Data for analysis:
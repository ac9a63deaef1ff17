use crate::{
    ast::expressions::{Expression, Operator, Value, Variable},
    errors::errors::{Error, ErrorImpl},
    lexer::tokens::TokenKind,
};

use super::parser::Parser;

/// Expression --> Conjunction { || Conjunction }
pub fn parse_expression(parser: &mut Parser) -> Result<Expression, Error> {
    let mut e = parse_conjunction(parser)?;

    while parser.current_token_kind() == TokenKind::Or {
        let op = Operator::new(parser.advance().value.clone());
        let right = parse_conjunction(parser)?;
        e = Expression::Binary {
            op,
            left: Box::new(e),
            right: Box::new(right),
        };
    }

    Ok(e)
}

/// Conjunction --> Equality { && Equality }
fn parse_conjunction(parser: &mut Parser) -> Result<Expression, Error> {
    let mut e = parse_equality(parser)?;

    while parser.current_token_kind() == TokenKind::And {
        let op = Operator::new(parser.advance().value.clone());
        let right = parse_equality(parser)?;
        e = Expression::Binary {
            op,
            left: Box::new(e),
            right: Box::new(right),
        };
    }

    Ok(e)
}

/// Equality --> Relation [ ( == | != ) Relation ]
///
/// At most one operator; equality does not chain.
fn parse_equality(parser: &mut Parser) -> Result<Expression, Error> {
    let e = parse_relation(parser)?;

    if is_equality_op(parser.current_token_kind()) {
        let op = Operator::new(parser.advance().value.clone());
        let right = parse_relation(parser)?;
        return Ok(Expression::Binary {
            op,
            left: Box::new(e),
            right: Box::new(right),
        });
    }

    Ok(e)
}

/// Relation --> Addition [ ( < | <= | > | >= ) Addition ]
///
/// At most one operator; `a < b < c` is a grammar error, not a parse of
/// `(a < b) < c`.
fn parse_relation(parser: &mut Parser) -> Result<Expression, Error> {
    let e = parse_addition(parser)?;

    if is_relational_op(parser.current_token_kind()) {
        let op = Operator::new(parser.advance().value.clone());
        let right = parse_addition(parser)?;
        return Ok(Expression::Binary {
            op,
            left: Box::new(e),
            right: Box::new(right),
        });
    }

    Ok(e)
}

/// Addition --> Term { ( + | - ) Term }
fn parse_addition(parser: &mut Parser) -> Result<Expression, Error> {
    let mut e = parse_term(parser)?;

    while is_add_op(parser.current_token_kind()) {
        let op = Operator::new(parser.advance().value.clone());
        let right = parse_term(parser)?;
        e = Expression::Binary {
            op,
            left: Box::new(e),
            right: Box::new(right),
        };
    }

    Ok(e)
}

/// Term --> Factor { ( * | / ) Factor }
fn parse_term(parser: &mut Parser) -> Result<Expression, Error> {
    let mut e = parse_factor(parser)?;

    while is_multiply_op(parser.current_token_kind()) {
        let op = Operator::new(parser.advance().value.clone());
        let right = parse_factor(parser)?;
        e = Expression::Binary {
            op,
            left: Box::new(e),
            right: Box::new(right),
        };
    }

    Ok(e)
}

/// Factor --> [ ( ! | - ) ] Primary
fn parse_factor(parser: &mut Parser) -> Result<Expression, Error> {
    if is_unary_op(parser.current_token_kind()) {
        let op = Operator::new(parser.advance().value.clone());
        let term = parse_primary(parser)?;
        return Ok(Expression::Unary {
            op,
            term: Box::new(term),
        });
    }

    parse_primary(parser)
}

/// Primary --> Identifier | Literal | ( Expression ) | Type ( Expression )
fn parse_primary(parser: &mut Parser) -> Result<Expression, Error> {
    let kind = parser.current_token_kind();

    if kind == TokenKind::Identifier {
        let name = parser.advance().value.clone();
        return Ok(Expression::Variable(Variable::new(name)));
    }

    if kind.is_literal() {
        return Ok(Expression::Value(parse_literal(parser)?));
    }

    if kind == TokenKind::OpenParen {
        parser.advance();
        let e = parse_expression(parser)?;
        parser.expect(TokenKind::CloseParen)?;
        return Ok(e);
    }

    // A type keyword applied to a parenthesized expression is the explicit
    // conversion operator, e.g. float(x).
    if kind.is_type_keyword() {
        let op = Operator::new(parser.advance().value.clone());
        parser.expect(TokenKind::OpenParen)?;
        let term = parse_expression(parser)?;
        parser.expect(TokenKind::CloseParen)?;
        return Ok(Expression::Unary {
            op,
            term: Box::new(term),
        });
    }

    let token = parser.current_token();
    Err(Error::new(
        ErrorImpl::PrimaryExpected {
            found: token.value.clone(),
        },
        token.span.start.clone(),
    ))
}

/// Literal --> IntLiteral | FloatLiteral | CharLiteral | true | false
///
/// Consumes exactly one token and produces a Value of the matching type.
fn parse_literal(parser: &mut Parser) -> Result<Value, Error> {
    let token = parser.advance().clone();

    match token.kind {
        TokenKind::IntLiteral => match token.value.parse::<i32>() {
            Ok(i) => Ok(Value::Int(i)),
            Err(_) => Err(Error::new(
                ErrorImpl::NumberParseError { token: token.value },
                token.span.start,
            )),
        },
        TokenKind::FloatLiteral => match token.value.parse::<f32>() {
            Ok(x) => Ok(Value::Float(x)),
            Err(_) => Err(Error::new(
                ErrorImpl::NumberParseError { token: token.value },
                token.span.start,
            )),
        },
        // The lexer guarantees exactly one character between the quotes.
        TokenKind::CharLiteral => Ok(Value::Char(token.value.chars().next().unwrap())),
        TokenKind::True => Ok(Value::Bool(true)),
        TokenKind::False => Ok(Value::Bool(false)),
        _ => Err(Error::new(
            ErrorImpl::PrimaryExpected { found: token.value },
            token.span.start,
        )),
    }
}

fn is_equality_op(kind: TokenKind) -> bool {
    matches!(kind, TokenKind::Equals | TokenKind::NotEquals)
}

fn is_relational_op(kind: TokenKind) -> bool {
    matches!(
        kind,
        TokenKind::Less | TokenKind::LessEquals | TokenKind::Greater | TokenKind::GreaterEquals
    )
}

fn is_add_op(kind: TokenKind) -> bool {
    matches!(kind, TokenKind::Plus | TokenKind::Minus)
}

fn is_multiply_op(kind: TokenKind) -> bool {
    matches!(kind, TokenKind::Star | TokenKind::Slash)
}

fn is_unary_op(kind: TokenKind) -> bool {
    matches!(kind, TokenKind::Not | TokenKind::Minus)
}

Required action: Apply a filter to the listing above so that only lines with "PrimaryExpected" are kept, and copy those lines.

Solution to the problem:
        ErrorImpl::PrimaryExpected {
            ErrorImpl::PrimaryExpected { found: token.value },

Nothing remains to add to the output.